Background
In the present study, we reported the clinical use of uniplanar cannulated pedicle screws for the correction of Lenke type 1 adolescent Idiopathic scoliosis (AIS), and its safety and clinical outcomes were also evaluated.
Methods
68 patients with Lenke type 1 AIS were included, among which 38 patients were treated with uniplanar cannulated screws at the concave side of periapical levels and multiaxial screws at the other levels (group A). Moreover, the remaining 30 patients were treated with all multiaxial screws (group B).
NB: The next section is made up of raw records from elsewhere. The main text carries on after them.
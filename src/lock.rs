//! Directory Lock
//!
//! Ensures only one engine handle owns a data directory at a time.

use std::fs::{File, OpenOptions};
use std::path::{Path, PathBuf};

use fs2::FileExt;

use crate::error::{CaskError, Result};

/// Name of the lock file inside the data directory
pub const LOCK_FILENAME: &str = "LOCK";

/// Exclusive advisory lock on a data directory, released on drop
#[derive(Debug)]
pub struct DirLock {
    file: File,
    path: PathBuf,
}

impl DirLock {
    /// Acquire the lock or fail with `DirectoryAlreadyOpen`
    pub fn acquire(dir: &Path) -> Result<Self> {
        let path = dir.join(LOCK_FILENAME);
        let file = OpenOptions::new()
            .create(true)
            .read(true)
            .write(true)
            .truncate(false)
            .open(&path)?;

        file.try_lock_exclusive()
            .map_err(|_| CaskError::DirectoryAlreadyOpen(dir.to_path_buf()))?;

        Ok(Self { file, path })
    }

    pub fn path(&self) -> &Path {
        &self.path
    }
}

impl Drop for DirLock {
    fn drop(&mut self) {
        if let Err(e) = self.file.unlock() {
            tracing::warn!("Failed to release {}: {}", self.path.display(), e);
        }
    }
}
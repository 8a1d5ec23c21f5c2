//! Log Record codec
//!
//! Binary encoding of a single data file record.

use bytes::{Buf, BufMut, Bytes, BytesMut};

use crate::error::{CaskError, Result};

use super::{now_timestamp, CRC_SIZE, HEADER_SIZE, MAX_TOTAL_SIZE, TOMBSTONE_FLAG};

/// Fixed-size prefix shared by data and hint records
#[derive(Debug, Clone, Copy, PartialEq)]
pub(crate) struct RecordHeader {
    pub timestamp: f64,
    pub key_size: usize,
    /// Header + key + value, tombstone flag stripped
    pub total_size: usize,
    pub tombstone: bool,
}

impl RecordHeader {
    /// Parse the first `HEADER_SIZE` bytes of `buf`
    pub fn parse(buf: &[u8]) -> Result<Self> {
        if buf.len() < HEADER_SIZE {
            return Err(CaskError::CorruptRecord(format!(
                "truncated header: {} of {} bytes",
                buf.len(),
                HEADER_SIZE
            )));
        }

        let mut cursor = &buf[..HEADER_SIZE];
        let timestamp = cursor.get_f64();
        let key_size = cursor.get_u16() as usize;
        let raw_total = cursor.get_u32();

        let tombstone = raw_total & TOMBSTONE_FLAG != 0;
        let total_size = (raw_total & !TOMBSTONE_FLAG) as usize;

        if total_size < HEADER_SIZE + key_size {
            return Err(CaskError::CorruptRecord(format!(
                "total size {} smaller than header and {} byte key",
                total_size, key_size
            )));
        }
        if tombstone && total_size != HEADER_SIZE + key_size {
            return Err(CaskError::CorruptRecord(
                "tombstone record carries a value".to_string(),
            ));
        }

        Ok(Self {
            timestamp,
            key_size,
            total_size,
            tombstone,
        })
    }

    pub fn value_size(&self) -> usize {
        self.total_size - HEADER_SIZE - self.key_size
    }

    /// Full on-disk length including the trailing CRC
    pub fn record_len(&self) -> usize {
        self.total_size + CRC_SIZE
    }

    /// Raw TotalSize field, flag included
    pub fn raw_total_size(&self) -> u32 {
        let flag = if self.tombstone { TOMBSTONE_FLAG } else { 0 };
        self.total_size as u32 | flag
    }
}

/// A single record in a data file
///
/// `value == None` marks a tombstone: the key was removed.
#[derive(Debug, Clone, PartialEq)]
pub struct LogRecord {
    /// Milliseconds since the UNIX epoch when the record was created
    pub timestamp: f64,
    pub key: Vec<u8>,
    pub value: Option<Vec<u8>>,
}

impl LogRecord {
    /// A live key/value record stamped with the current time
    pub fn put(key: impl Into<Vec<u8>>, value: impl Into<Vec<u8>>) -> Self {
        Self {
            timestamp: now_timestamp(),
            key: key.into(),
            value: Some(value.into()),
        }
    }

    /// A removal marker for `key` stamped with the current time
    pub fn tombstone(key: impl Into<Vec<u8>>) -> Self {
        Self {
            timestamp: now_timestamp(),
            key: key.into(),
            value: None,
        }
    }

    pub fn with_timestamp(mut self, timestamp: f64) -> Self {
        self.timestamp = timestamp;
        self
    }

    pub fn is_tombstone(&self) -> bool {
        self.value.is_none()
    }

    pub fn value_len(&self) -> usize {
        self.value.as_ref().map_or(0, Vec::len)
    }

    /// Header + key + value (the TotalSize field without the flag)
    pub fn total_size(&self) -> u64 {
        (HEADER_SIZE + self.key.len() + self.value_len()) as u64
    }

    /// Bytes this record occupies on disk
    pub fn encoded_len(&self) -> u64 {
        self.total_size() + CRC_SIZE as u64
    }

    /// Offset of the value relative to the record start
    pub fn value_offset(&self) -> u64 {
        (HEADER_SIZE + self.key.len()) as u64
    }

    /// Check the record fits the size fields without encoding it
    pub fn validate(&self) -> Result<()> {
        let total_size = self.total_size();
        if self.key.len() > u16::MAX as usize || total_size > MAX_TOTAL_SIZE as u64 {
            return Err(CaskError::RecordTooLarge {
                key_len: self.key.len(),
                total_len: total_size,
            });
        }
        Ok(())
    }

    /// Encode to the on-disk layout
    ///
    /// Fails with `RecordTooLarge` if the key does not fit the 16-bit size
    /// field or the record does not fit the 31 usable bits of TotalSize.
    pub fn encode(&self) -> Result<Bytes> {
        self.validate()?;

        let total_size = self.total_size();
        let flag = if self.is_tombstone() { TOMBSTONE_FLAG } else { 0 };

        let mut buf = BytesMut::with_capacity(self.encoded_len() as usize);
        buf.put_f64(self.timestamp);
        buf.put_u16(self.key.len() as u16);
        buf.put_u32(total_size as u32 | flag);
        buf.put_slice(&self.key);
        if let Some(value) = &self.value {
            buf.put_slice(value);
        }

        let crc = crc32fast::hash(&buf);
        buf.put_u32(crc);

        Ok(buf.freeze())
    }

    /// Decode one record from the start of `buf`
    ///
    /// Returns the record and the number of bytes it occupied. Fails with
    /// `CorruptRecord` when the declared sizes run past `buf` or the CRC
    /// does not match.
    pub fn decode(buf: &[u8]) -> Result<(LogRecord, usize)> {
        let header = RecordHeader::parse(buf)?;
        let record_len = header.record_len();

        if buf.len() < record_len {
            return Err(CaskError::CorruptRecord(format!(
                "truncated record: {} of {} bytes",
                buf.len(),
                record_len
            )));
        }

        let stored_crc = (&buf[header.total_size..record_len]).get_u32();
        let computed_crc = crc32fast::hash(&buf[..header.total_size]);
        if stored_crc != computed_crc {
            return Err(CaskError::CorruptRecord(format!(
                "CRC mismatch: stored {:#010x}, computed {:#010x}",
                stored_crc, computed_crc
            )));
        }

        let key_end = HEADER_SIZE + header.key_size;
        let key = buf[HEADER_SIZE..key_end].to_vec();
        let value = if header.tombstone {
            None
        } else {
            Some(buf[key_end..header.total_size].to_vec())
        };

        Ok((
            LogRecord {
                timestamp: header.timestamp,
                key,
                value,
            },
            record_len,
        ))
    }
}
The preoperative and postoperative radiographic parameters of the Lenke type 1 AIS, axial vertebral rotation, and the safety of the pedicle screws were evaluated by X-rays and computed tomography (CT).
Results
Preoperative data was comparable between two groups. The postoperative proximal thoracic (PT) curve, main thoracic (MT) curve, thoracolumbar/lumbar (TL/L) curve, and apical vertebral rotation were significantly improved compared with the preoperative data. The coronal correction rates in group A and B were 83% and 81.9%, respectively (P > 0.05). The derotation rates in group A and B were 60.8% and 43.2%, respectively (P < 0.05). The rotation classification in the group A was also better compared with the group B. The misplacement rate in group A and B was 7.9% and 11.8%, respectively (P < 0.05), and the total misplacement rate on the concave side (11.4%) was higher than that of convex side (8.4%). The lateral perforation was found at the concave side, while the medial perforation was found at the convex side. On the concave side, the misplacement rate in group A and B was 9.7% and 12.3%, respectively (P < 0.05). The grades 2 and 3 perforations were three (3.5%) in the group A and eight (8.2%) in the group B (P < 0.05). On the convex side, the misplacement rate in group A and B was 5.9% and 11.1%, respectively (P < 0.05). The grades 2 and 3 perforations were one (0.9%) in the group A and four (4.4%) in the group B (P < 0.05).
Conclusion
Collectively, uniplanar cannulated pedicle screws could effectively increase the accuracy of pedicle screws and facilitate the derotation of the apical vertebra compared with the multiaxial pedicle screws.